Identifying unique use cases for our stack is relatively easy. However, these new markets and paradigms will take years to develop, requiring both technological advancements and strong industry relationships. While this remains our long-term vision, we must focus on today’s users to establish a foundation for the future.
Who Are Our Users Today?
As mentioned earlier, few developers are actively building with ZK today. Adoption is growing each year, but ZK does not yet constitute a well-defined market.
However, the market for ZK is essentially the market for blockchain applications—therefore blockchain application developers are our primary users. ZK is simply a tool to enable new functionalities with better UX.
Thus, our target market is not just “ZK developers”—it is the broader blockchain development ecosystem. And crypto-native users are our early adopters.
Building for Crypto-Native Users: The Path to Mainstream ZK Adoption
By focusing on crypto-native users, we make ZK application development mainstream.
- Instead of a visionary message of "ZK is the future," the message becomes tangible by what it provides: "This is the best way to build applications on blockchain."
- By pushing ZK into the background, we onboard developers who care about building great applications—not those who need to understand the technical complexities of proofs.
- In doing so, we lay the groundwork for the next generation of applications.
What kind of applications will crypto-native users create?
- Games
- NFTs
- DeFi protocols
- Applications steeped in internet-native culture
These are the applications that crypto-native users love.
The Flywheel Effect: Community, Applications, and Innovation
By focusing on community-first, application-first, and product-first development, we transform the blockchain experience through innovative applications—inspiring others to build the next generation of tools and products.

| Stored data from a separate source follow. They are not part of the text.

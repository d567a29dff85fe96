//! Binary tests: argument handling, config errors and a full run

mod common;

use assert_cmd::Command;
use common::{files_under, write_fixture};
use predicates::prelude::*;
use std::path::Path;
use tempfile::TempDir;

fn write_config(path: &Path, source: &Path, destinations: &[&Path], replace: &str) {
    let mut yaml = format!(
        "game-saves:\n  name: Game saves\n  source: {}\n  destinations:\n",
        source.display()
    );
    for destination in destinations {
        yaml.push_str(&format!("    - {}\n", destination.display()));
    }
    yaml.push_str(&format!("  replace: {replace}\n"));
    std::fs::write(path, yaml).unwrap();
}

#[test]
fn test_help() {
    let mut cmd = Command::cargo_bin("multicopy").unwrap();
    cmd.arg("--help")
        .assert()
        .success()
        .stdout(predicate::str::contains("--operation"))
        .stdout(predicate::str::contains("--pause"));
}

#[test]
fn test_version() {
    let mut cmd = Command::cargo_bin("multicopy").unwrap();
    cmd.arg("--version")
        .assert()
        .success()
        .stdout(predicate::str::contains("multicopy"));
}

#[test]
fn test_operation_is_required() {
    let mut cmd = Command::cargo_bin("multicopy").unwrap();
    cmd.assert()
        .failure()
        .stderr(predicate::str::contains("--operation"));
}

#[test]
fn test_missing_config_file_fails() {
    let temp_dir = TempDir::new().unwrap();
    let mut cmd = Command::cargo_bin("multicopy").unwrap();
    cmd.current_dir(temp_dir.path())
        .args(["--operation", "game-saves"])
        .assert()
        .failure()
        .stderr(predicate::str::contains("Config file not found"));
}

#[test]
fn test_unknown_operation_fails() {
    let temp_dir = TempDir::new().unwrap();
    let source = temp_dir.path().join("src");
    std::fs::create_dir(&source).unwrap();
    let config = temp_dir.path().join("multicopy-config.yml");
    write_config(&config, &source, &[&temp_dir.path().join("dst")], "skip");

    let mut cmd = Command::cargo_bin("multicopy").unwrap();
    cmd.current_dir(temp_dir.path())
        .args(["--operation", "photos"])
        .assert()
        .failure()
        .stderr(predicate::str::contains("\"photos\" is not defined"));
}

#[test]
fn test_missing_source_fails() {
    let temp_dir = TempDir::new().unwrap();
    let config = temp_dir.path().join("custom.yml");
    write_config(
        &config,
        &temp_dir.path().join("nope"),
        &[&temp_dir.path().join("dst")],
        "skip",
    );

    let mut cmd = Command::cargo_bin("multicopy").unwrap();
    cmd.args(["-o", "game-saves", "-c"])
        .arg(&config)
        .assert()
        .failure()
        .stderr(predicate::str::contains("source path does not exist"));
}

#[test]
fn test_bad_replace_value_fails() {
    let temp_dir = TempDir::new().unwrap();
    let source = temp_dir.path().join("src");
    std::fs::create_dir(&source).unwrap();
    let config = temp_dir.path().join("custom.yml");
    write_config(&config, &source, &[&temp_dir.path().join("dst")], "sometimes");

    let mut cmd = Command::cargo_bin("multicopy").unwrap();
    cmd.args(["-o", "game-saves", "-c"])
        .arg(&config)
        .assert()
        .failure()
        .stderr(predicate::str::contains("sometimes"));
}

#[test]
fn test_full_run_from_config_directory() {
    let temp_dir = TempDir::new().unwrap();
    let source = temp_dir.path().join("f").join("saves");
    write_fixture(&source);
    let dest_a = temp_dir.path().join("g").join("saves");
    let dest_b = temp_dir.path().join("h").join("saves");
    std::fs::create_dir(temp_dir.path().join("config")).unwrap();
    write_config(
        &temp_dir.path().join("config").join("multicopy-config.yaml"),
        &source,
        &[&dest_a, &dest_b],
        "skip",
    );

    let mut cmd = Command::cargo_bin("multicopy").unwrap();
    cmd.current_dir(temp_dir.path())
        .args(["--operation", "GAME-SAVES"])
        .assert()
        .success()
        .stdout(predicate::str::contains("Source files discovered: 3"))
        .stdout(predicate::str::contains("Files copied: 6"))
        .stdout(predicate::str::contains("Bytes copied: 207,280"));

    assert_eq!(files_under(&dest_a), files_under(&source));
    assert_eq!(files_under(&dest_b), files_under(&source));

    // Second run finds everything identical
    let mut cmd = Command::cargo_bin("multicopy").unwrap();
    cmd.current_dir(temp_dir.path())
        .args(["--operation", "game-saves", "--quiet"])
        .assert()
        .success()
        .stdout(predicate::str::is_empty());
}

#[test]
fn test_pause_waits_for_enter() {
    let temp_dir = TempDir::new().unwrap();
    let source = temp_dir.path().join("src");
    write_fixture(&source);
    let config = temp_dir.path().join("custom.yml");
    write_config(&config, &source, &[&temp_dir.path().join("dst")], "always");

    let mut cmd = Command::cargo_bin("multicopy").unwrap();
    cmd.args(["-o", "game-saves", "--pause", "-c"])
        .arg(&config)
        .write_stdin("\n")
        .assert()
        .success()
        .stdout(predicate::str::contains("Press enter to continue"));
}
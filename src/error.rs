//! Error handling and types

use std::path::PathBuf;
use thiserror::Error;

/// Copy engine and file operation errors
#[derive(Error, Debug)]
pub enum SyncError {
    /// File copy operation failed
    #[error("Copy operation failed: {0}")]
    CopyFailed(String),

    /// Source entry is not something we copy
    #[error("{} was not copied as it is not a regular file", .0.display())]
    NotRegularFile(PathBuf),

    /// General filesystem error
    #[error("File system error: {0}")]
    FileSystem(String),

    /// The run was stopped through its cancel token
    #[error("Run cancelled")]
    Cancelled,

    /// A runner may only be started once
    #[error("Runner has already been started")]
    AlreadyRun,

    /// Internal application error
    #[error("Internal error: {0}")]
    Internal(String),
}

impl SyncError {
    /// Wrap an I/O error with the operation and path it came from
    pub(crate) fn fs(action: &str, path: &std::path::Path, err: &std::io::Error) -> Self {
        Self::FileSystem(format!("Failed to {action} {}: {err}", path.display()))
    }
}

/// Profile file errors, raised before any copying starts
#[derive(Error, Debug)]
pub enum ConfigError {
    /// No config file in any of the search locations
    #[error("Config file not found (searched: {})", display_paths(.searched))]
    NotFound {
        /// Every path that was tried
        searched: Vec<PathBuf>,
    },

    /// The config file exists but could not be read
    #[error("Failed to read config file {}: {source}", .path.display())]
    Read {
        /// Config file path
        path: PathBuf,
        /// Underlying error
        source: std::io::Error,
    },

    /// The config file is not valid YAML or has the wrong shape
    #[error("Failed to parse config file {}: {source}", .path.display())]
    Parse {
        /// Config file path
        path: PathBuf,
        /// Underlying error
        source: serde_yaml::Error,
    },

    /// The requested operation has no entry in the config file
    #[error("Operation \"{0}\" is not defined in the config file")]
    MissingProfile(String),

    /// The profile was found but one of its fields is unusable
    #[error("Invalid profile \"{profile}\": {reason}")]
    Invalid {
        /// Operation key of the profile
        profile: String,
        /// What is wrong with it
        reason: String,
    },
}

fn display_paths(paths: &[PathBuf]) -> String {
    paths
        .iter()
        .map(|p| p.display().to_string())
        .collect::<Vec<_>>()
        .join(", ")
}

pub type Result<T> = std::result::Result<T, SyncError>;
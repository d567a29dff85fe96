//! Replace policy: whether an existing destination file gets overwritten

use crate::fs::FileRecord;
use serde::Deserialize;
use std::fmt;
use std::str::FromStr;

/// What to do when the destination file already exists
#[derive(Debug, Clone, Copy, PartialEq, Eq, Hash, Deserialize)]
#[serde(try_from = "String")]
pub enum ReplacePolicy {
    /// Never overwrite (`never`)
    Never,
    /// Overwrite unless size and modification time both match (`skip`)
    SkipIfIdentical,
    /// Always overwrite (`always`)
    Always,
}

/// Why a destination was left alone
#[derive(Debug, Clone, Copy, PartialEq, Eq)]
pub enum SkipReason {
    /// Destination exists and the policy is `never`
    Exists,
    /// Destination has the same size and modification time as the source
    Identical,
}

impl fmt::Display for SkipReason {
    fn fmt(&self, f: &mut fmt::Formatter<'_>) -> fmt::Result {
        match self {
            Self::Exists => f.write_str("it already exists, and the replace policy is \"never\""),
            Self::Identical => f.write_str(
                "it matches the size and modification time of the existing file, and the replace policy is \"skip\"",
            ),
        }
    }
}

/// Outcome of the policy check for one destination
#[derive(Debug, Clone, Copy, PartialEq, Eq)]
pub enum Decision {
    Copy,
    Skip(SkipReason),
}

impl ReplacePolicy {
    /// Decide whether `source` should be copied over `destination`
    ///
    /// `destination` is `None` when no file exists there yet, in which case
    /// the answer is always [`Decision::Copy`]. Timestamps are compared for
    /// exact equality.
    #[must_use]
    pub fn decide(self, source: &FileRecord, destination: Option<&FileRecord>) -> Decision {
        let Some(destination) = destination else {
            return Decision::Copy;
        };

        match self {
            Self::Never => Decision::Skip(SkipReason::Exists),
            Self::Always => Decision::Copy,
            Self::SkipIfIdentical => {
                if destination.len == source.len && destination.modified == source.modified {
                    Decision::Skip(SkipReason::Identical)
                } else {
                    Decision::Copy
                }
            }
        }
    }

    /// Config file spelling
    #[must_use]
    pub const fn as_str(self) -> &'static str {
        match self {
            Self::Never => "never",
            Self::SkipIfIdentical => "skip",
            Self::Always => "always",
        }
    }
}

impl fmt::Display for ReplacePolicy {
    fn fmt(&self, f: &mut fmt::Formatter<'_>) -> fmt::Result {
        f.write_str(self.as_str())
    }
}

impl FromStr for ReplacePolicy {
    type Err = String;

    fn from_str(s: &str) -> Result<Self, Self::Err> {
        match s.trim().to_ascii_lowercase().as_str() {
            "never" => Ok(Self::Never),
            "skip" => Ok(Self::SkipIfIdentical),
            "always" => Ok(Self::Always),
            other => Err(format!(
                "unknown replace policy \"{other}\" (expected never, skip or always)"
            )),
        }
    }
}

impl TryFrom<String> for ReplacePolicy {
    type Error = String;

    fn try_from(value: String) -> Result<Self, Self::Error> {
        value.parse()
    }
}
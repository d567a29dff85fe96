//! Source tree traversal
//!
//! The walker lists `source_root/sub_path`, hands every regular file to the
//! destination fan-out and descends into every subdirectory. Symlinks,
//! devices, sockets and other special entries are ignored.
//!
//! Entries are visited in file name order and depth-first: a subdirectory is
//! finished completely before its next sibling is looked at. Instead of
//! recursing, the walker keeps a stack of open directory frames, so deep
//! trees do not grow the async call stack.

use crate::error::{Result, SyncError};
use crate::event::{Reporter, SyncEvent};
use crate::fanout::{copy_to_destinations, CopyContext};
use crate::fs::{DirEntry, EntryKind, FileSystem};
use crate::policy::ReplacePolicy;
use crate::stats::SyncStats;
use crate::sync::CancelToken;
use std::path::{Path, PathBuf};
use std::vec;
use tracing::{debug, trace, warn};

/// A directory that is being walked
struct Frame {
    /// Relative to the source root; empty for the root itself
    sub_path: PathBuf,
    /// Entries not yet visited, sorted by name
    entries: vec::IntoIter<DirEntry>,
}

/// Walks one source tree and mirrors it to every destination
pub struct TreeWalker<'a, F> {
    fs: &'a F,
    source_root: &'a Path,
    destinations: &'a [PathBuf],
    policy: ReplacePolicy,
    cancel: &'a CancelToken,
}

impl<'a, F: FileSystem> TreeWalker<'a, F> {
    #[must_use]
    pub const fn new(
        fs: &'a F,
        source_root: &'a Path,
        destinations: &'a [PathBuf],
        policy: ReplacePolicy,
        cancel: &'a CancelToken,
    ) -> Self {
        Self {
            fs,
            source_root,
            destinations,
            policy,
            cancel,
        }
    }

    /// Walk the whole tree, recording every outcome in `stats`
    ///
    /// Unreadable directories are reported and skipped; per-destination copy
    /// problems are recorded by the fan-out. Neither stops the walk.
    ///
    /// # Errors
    ///
    /// Returns [`SyncError::Cancelled`] if the cancel token fires, or
    /// [`SyncError::Internal`] if the fan-out is given no destinations.
    /// `stats` keeps everything counted up to that point.
    pub async fn walk<R: Reporter>(&self, stats: &mut SyncStats, reporter: &mut R) -> Result<()> {
        let mut stack = Vec::new();
        if let Some(root) = self.open(PathBuf::new(), stats, reporter).await {
            stack.push(root);
        }

        while let Some(frame) = stack.last_mut() {
            let Some(entry) = frame.entries.next() else {
                stack.pop();
                continue;
            };
            self.cancel.check()?;

            match entry.kind {
                EntryKind::File => {
                    let ctx = CopyContext {
                        source_root: self.source_root,
                        sub_path: &frame.sub_path,
                        file_name: &entry.name,
                    };
                    copy_to_destinations(
                        self.fs,
                        &ctx,
                        self.destinations,
                        self.policy,
                        stats,
                        reporter,
                    )
                    .await?;
                }
                EntryKind::Directory => {
                    let sub_path = frame.sub_path.join(&entry.name);
                    if let Some(child) = self.open(sub_path, stats, reporter).await {
                        stack.push(child);
                    }
                }
                EntryKind::Other => {
                    trace!(
                        "ignoring special entry {}",
                        frame.sub_path.join(&entry.name).display()
                    );
                }
            }
        }

        Ok(())
    }

    /// List one directory; `None` if it cannot be read
    async fn open<R: Reporter>(
        &self,
        sub_path: PathBuf,
        stats: &mut SyncStats,
        reporter: &mut R,
    ) -> Option<Frame> {
        let dir = self.source_root.join(&sub_path);
        match self.fs.read_dir(&dir).await {
            Ok(mut entries) => {
                entries.sort_by(|a, b| a.name.cmp(&b.name));
                debug!("walking {} ({} entries)", dir.display(), entries.len());
                Some(Frame {
                    sub_path,
                    entries: entries.into_iter(),
                })
            }
            Err(e) => {
                let error = SyncError::fs("read directory", &dir, &e);
                warn!("skipping {}: {}", dir.display(), error);
                stats.record_unreadable_directory();
                reporter.report(SyncEvent::DirectorySkipped {
                    path: sub_path,
                    error: error.to_string(),
                });
                None
            }
        }
    }
}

By providing a simple, intuitive platform, we create a flywheel effect:
- A strong community emerges.
- That community drives innovation.
- Innovation produces amazing applications.
- Great applications attract more users.
- A growing user base fuels further community engagement.
- The cycle repeats.
But, this is not something we can leave to hope.
While we have minimized barriers to entry, we still require developers to learn something new, take risks, and experiment with innovation. So we will build alongside them—with them, for them.
They are helping to bring the future forward, whether they realize it or not.
Establishing a Rich Ecosystem: The Foundation for Institutional Adoption
Through this process, we establish a thriving ecosystem of new, groundbreaking applications.
- This buys us the time to refine our infrastructure.
- It allows us to collaborate with institutions to bring large-scale innovation onto the blockchain.
- It ensures that privacy for data and code is integrated from the start, grandfathering freedom into the beginning of this technological revolution.
This is how we steer the adoption of blockchain and the AI revolution down the right path for us all.
This Is How We Change the Future—And Make It Freer Than It Is Today.
By prioritizing developer experience, real-world adoption, and trustless privacy, we set the foundation for the next era of blockchain applications.
The future of high-performance privacy is within reach—and we are building the tools to make it a reality.
This is how we bring the future forward.